# EXERCISE GOAL:
Work out how many lines of the listing below mention the word "main", and give only that figure.
============
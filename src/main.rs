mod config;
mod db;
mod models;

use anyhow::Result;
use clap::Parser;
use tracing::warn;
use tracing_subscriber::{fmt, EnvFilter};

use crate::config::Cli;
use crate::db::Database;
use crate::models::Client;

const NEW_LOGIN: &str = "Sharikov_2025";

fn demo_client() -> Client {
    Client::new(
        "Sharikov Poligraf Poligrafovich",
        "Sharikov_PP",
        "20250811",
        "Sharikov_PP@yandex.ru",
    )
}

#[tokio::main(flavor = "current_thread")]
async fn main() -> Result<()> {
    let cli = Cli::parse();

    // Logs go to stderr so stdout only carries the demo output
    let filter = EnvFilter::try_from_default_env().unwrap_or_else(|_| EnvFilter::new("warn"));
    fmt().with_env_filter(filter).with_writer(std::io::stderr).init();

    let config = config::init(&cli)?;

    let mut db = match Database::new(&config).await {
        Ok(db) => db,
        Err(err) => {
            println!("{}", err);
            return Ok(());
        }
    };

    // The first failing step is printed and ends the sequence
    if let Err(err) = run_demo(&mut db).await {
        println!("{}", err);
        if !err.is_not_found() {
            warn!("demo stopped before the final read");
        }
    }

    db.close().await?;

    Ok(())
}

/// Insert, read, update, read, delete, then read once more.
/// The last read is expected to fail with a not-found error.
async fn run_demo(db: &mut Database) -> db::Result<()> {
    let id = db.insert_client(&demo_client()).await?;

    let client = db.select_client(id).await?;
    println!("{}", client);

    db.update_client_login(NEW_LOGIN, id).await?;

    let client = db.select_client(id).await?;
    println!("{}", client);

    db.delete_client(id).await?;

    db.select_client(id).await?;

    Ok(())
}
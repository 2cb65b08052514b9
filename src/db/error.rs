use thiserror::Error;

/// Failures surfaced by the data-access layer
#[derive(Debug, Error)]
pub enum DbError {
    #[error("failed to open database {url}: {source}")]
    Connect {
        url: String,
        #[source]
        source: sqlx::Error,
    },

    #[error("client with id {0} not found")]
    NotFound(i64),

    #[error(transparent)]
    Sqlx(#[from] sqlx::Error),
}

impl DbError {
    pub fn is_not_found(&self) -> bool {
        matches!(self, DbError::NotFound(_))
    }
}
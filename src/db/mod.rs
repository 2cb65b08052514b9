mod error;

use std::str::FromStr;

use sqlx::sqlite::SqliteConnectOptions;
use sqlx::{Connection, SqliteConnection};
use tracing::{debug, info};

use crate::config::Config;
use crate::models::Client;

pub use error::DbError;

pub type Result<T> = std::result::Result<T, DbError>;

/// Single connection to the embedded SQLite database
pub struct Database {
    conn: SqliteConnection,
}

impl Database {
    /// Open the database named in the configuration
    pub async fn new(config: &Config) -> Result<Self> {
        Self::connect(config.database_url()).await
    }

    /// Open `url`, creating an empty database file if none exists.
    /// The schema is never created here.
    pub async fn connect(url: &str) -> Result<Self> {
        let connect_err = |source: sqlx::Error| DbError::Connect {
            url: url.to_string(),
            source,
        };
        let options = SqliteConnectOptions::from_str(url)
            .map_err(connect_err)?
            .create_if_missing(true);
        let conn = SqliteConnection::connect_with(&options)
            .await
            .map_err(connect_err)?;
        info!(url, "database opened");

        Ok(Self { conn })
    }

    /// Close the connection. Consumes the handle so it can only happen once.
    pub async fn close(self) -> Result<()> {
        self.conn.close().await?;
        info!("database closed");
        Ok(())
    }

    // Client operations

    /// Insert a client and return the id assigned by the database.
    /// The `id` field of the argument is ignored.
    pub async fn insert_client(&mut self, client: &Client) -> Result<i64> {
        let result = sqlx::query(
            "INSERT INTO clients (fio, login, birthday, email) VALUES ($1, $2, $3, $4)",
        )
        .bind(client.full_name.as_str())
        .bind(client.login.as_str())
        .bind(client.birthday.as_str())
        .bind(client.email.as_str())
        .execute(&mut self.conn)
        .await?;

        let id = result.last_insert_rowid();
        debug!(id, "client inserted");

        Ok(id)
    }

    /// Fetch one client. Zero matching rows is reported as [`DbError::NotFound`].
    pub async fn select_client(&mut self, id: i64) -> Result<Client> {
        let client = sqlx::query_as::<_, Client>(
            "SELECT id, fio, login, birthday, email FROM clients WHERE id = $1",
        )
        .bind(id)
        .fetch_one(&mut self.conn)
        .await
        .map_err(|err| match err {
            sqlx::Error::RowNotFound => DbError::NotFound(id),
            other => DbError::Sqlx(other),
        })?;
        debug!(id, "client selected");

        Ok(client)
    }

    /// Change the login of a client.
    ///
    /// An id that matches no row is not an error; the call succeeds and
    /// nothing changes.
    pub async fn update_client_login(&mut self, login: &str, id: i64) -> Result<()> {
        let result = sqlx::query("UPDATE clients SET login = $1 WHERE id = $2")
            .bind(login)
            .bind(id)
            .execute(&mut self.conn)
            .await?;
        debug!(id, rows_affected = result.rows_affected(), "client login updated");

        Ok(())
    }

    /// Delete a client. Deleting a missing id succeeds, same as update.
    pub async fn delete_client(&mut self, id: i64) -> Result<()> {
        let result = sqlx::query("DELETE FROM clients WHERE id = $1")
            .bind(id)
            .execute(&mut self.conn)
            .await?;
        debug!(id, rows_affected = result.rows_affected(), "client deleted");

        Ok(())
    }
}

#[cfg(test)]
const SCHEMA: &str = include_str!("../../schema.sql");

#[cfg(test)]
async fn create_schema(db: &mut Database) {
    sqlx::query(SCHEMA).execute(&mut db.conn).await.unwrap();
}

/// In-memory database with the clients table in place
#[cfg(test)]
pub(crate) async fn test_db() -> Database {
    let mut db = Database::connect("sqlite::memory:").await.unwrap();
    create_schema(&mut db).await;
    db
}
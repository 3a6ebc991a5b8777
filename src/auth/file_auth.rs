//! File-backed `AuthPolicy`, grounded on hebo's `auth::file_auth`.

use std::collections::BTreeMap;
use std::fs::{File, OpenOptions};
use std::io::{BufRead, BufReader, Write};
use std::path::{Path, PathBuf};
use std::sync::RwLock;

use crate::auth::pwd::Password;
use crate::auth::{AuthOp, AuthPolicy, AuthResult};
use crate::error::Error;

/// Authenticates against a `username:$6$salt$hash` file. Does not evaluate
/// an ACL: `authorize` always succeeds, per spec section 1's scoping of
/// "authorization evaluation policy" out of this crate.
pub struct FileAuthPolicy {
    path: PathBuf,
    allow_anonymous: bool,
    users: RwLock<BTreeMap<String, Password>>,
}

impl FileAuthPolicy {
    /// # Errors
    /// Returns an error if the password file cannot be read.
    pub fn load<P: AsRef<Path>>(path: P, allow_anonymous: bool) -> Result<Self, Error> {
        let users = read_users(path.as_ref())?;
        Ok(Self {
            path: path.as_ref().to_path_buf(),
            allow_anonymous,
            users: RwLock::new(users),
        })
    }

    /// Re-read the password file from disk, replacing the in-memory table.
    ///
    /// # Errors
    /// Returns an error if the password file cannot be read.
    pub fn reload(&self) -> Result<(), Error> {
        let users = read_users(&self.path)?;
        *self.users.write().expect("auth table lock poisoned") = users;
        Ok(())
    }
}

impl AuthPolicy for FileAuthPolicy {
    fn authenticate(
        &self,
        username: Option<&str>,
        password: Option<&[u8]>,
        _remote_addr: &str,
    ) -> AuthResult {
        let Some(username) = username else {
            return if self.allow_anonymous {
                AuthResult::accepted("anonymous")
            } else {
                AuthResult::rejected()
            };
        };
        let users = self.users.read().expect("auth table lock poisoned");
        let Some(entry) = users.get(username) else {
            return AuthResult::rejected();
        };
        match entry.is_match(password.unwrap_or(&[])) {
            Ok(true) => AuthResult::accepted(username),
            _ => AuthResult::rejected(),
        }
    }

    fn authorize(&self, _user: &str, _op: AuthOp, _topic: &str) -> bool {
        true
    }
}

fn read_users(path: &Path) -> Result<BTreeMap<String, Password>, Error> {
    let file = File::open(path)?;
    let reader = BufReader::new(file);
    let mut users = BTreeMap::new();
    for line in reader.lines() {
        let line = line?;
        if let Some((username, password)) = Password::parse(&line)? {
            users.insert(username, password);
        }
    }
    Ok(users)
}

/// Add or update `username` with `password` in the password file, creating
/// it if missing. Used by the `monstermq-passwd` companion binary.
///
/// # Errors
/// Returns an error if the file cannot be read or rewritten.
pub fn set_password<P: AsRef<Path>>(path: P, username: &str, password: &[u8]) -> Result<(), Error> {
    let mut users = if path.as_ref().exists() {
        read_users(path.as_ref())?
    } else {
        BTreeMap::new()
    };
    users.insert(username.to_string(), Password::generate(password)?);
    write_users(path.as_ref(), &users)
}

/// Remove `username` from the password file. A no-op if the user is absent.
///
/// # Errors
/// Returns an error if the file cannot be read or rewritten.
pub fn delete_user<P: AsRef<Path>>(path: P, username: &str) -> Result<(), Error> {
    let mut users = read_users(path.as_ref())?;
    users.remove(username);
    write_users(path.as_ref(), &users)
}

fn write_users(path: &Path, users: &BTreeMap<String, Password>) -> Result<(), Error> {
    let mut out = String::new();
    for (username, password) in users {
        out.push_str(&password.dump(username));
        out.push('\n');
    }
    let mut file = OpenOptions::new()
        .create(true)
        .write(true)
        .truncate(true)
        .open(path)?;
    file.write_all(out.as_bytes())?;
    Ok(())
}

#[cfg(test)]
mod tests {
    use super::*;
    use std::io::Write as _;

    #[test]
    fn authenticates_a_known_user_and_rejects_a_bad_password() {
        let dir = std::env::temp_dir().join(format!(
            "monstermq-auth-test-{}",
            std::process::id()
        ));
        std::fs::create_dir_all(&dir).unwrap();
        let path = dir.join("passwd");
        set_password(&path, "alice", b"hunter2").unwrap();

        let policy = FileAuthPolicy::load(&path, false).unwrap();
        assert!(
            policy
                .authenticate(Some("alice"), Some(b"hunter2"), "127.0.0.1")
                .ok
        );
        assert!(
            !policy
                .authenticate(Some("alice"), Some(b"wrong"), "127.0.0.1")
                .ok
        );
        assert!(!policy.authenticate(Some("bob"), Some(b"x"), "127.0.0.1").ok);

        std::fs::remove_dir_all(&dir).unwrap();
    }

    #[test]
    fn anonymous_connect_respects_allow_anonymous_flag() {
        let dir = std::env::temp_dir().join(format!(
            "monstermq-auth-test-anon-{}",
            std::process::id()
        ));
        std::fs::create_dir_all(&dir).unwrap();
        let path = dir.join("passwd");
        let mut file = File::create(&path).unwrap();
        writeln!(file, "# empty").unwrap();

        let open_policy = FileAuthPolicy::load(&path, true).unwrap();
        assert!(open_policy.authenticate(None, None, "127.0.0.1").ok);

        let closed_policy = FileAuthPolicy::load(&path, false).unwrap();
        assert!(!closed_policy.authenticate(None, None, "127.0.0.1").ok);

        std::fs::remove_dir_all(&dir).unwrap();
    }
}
============
# OUTPUT:
3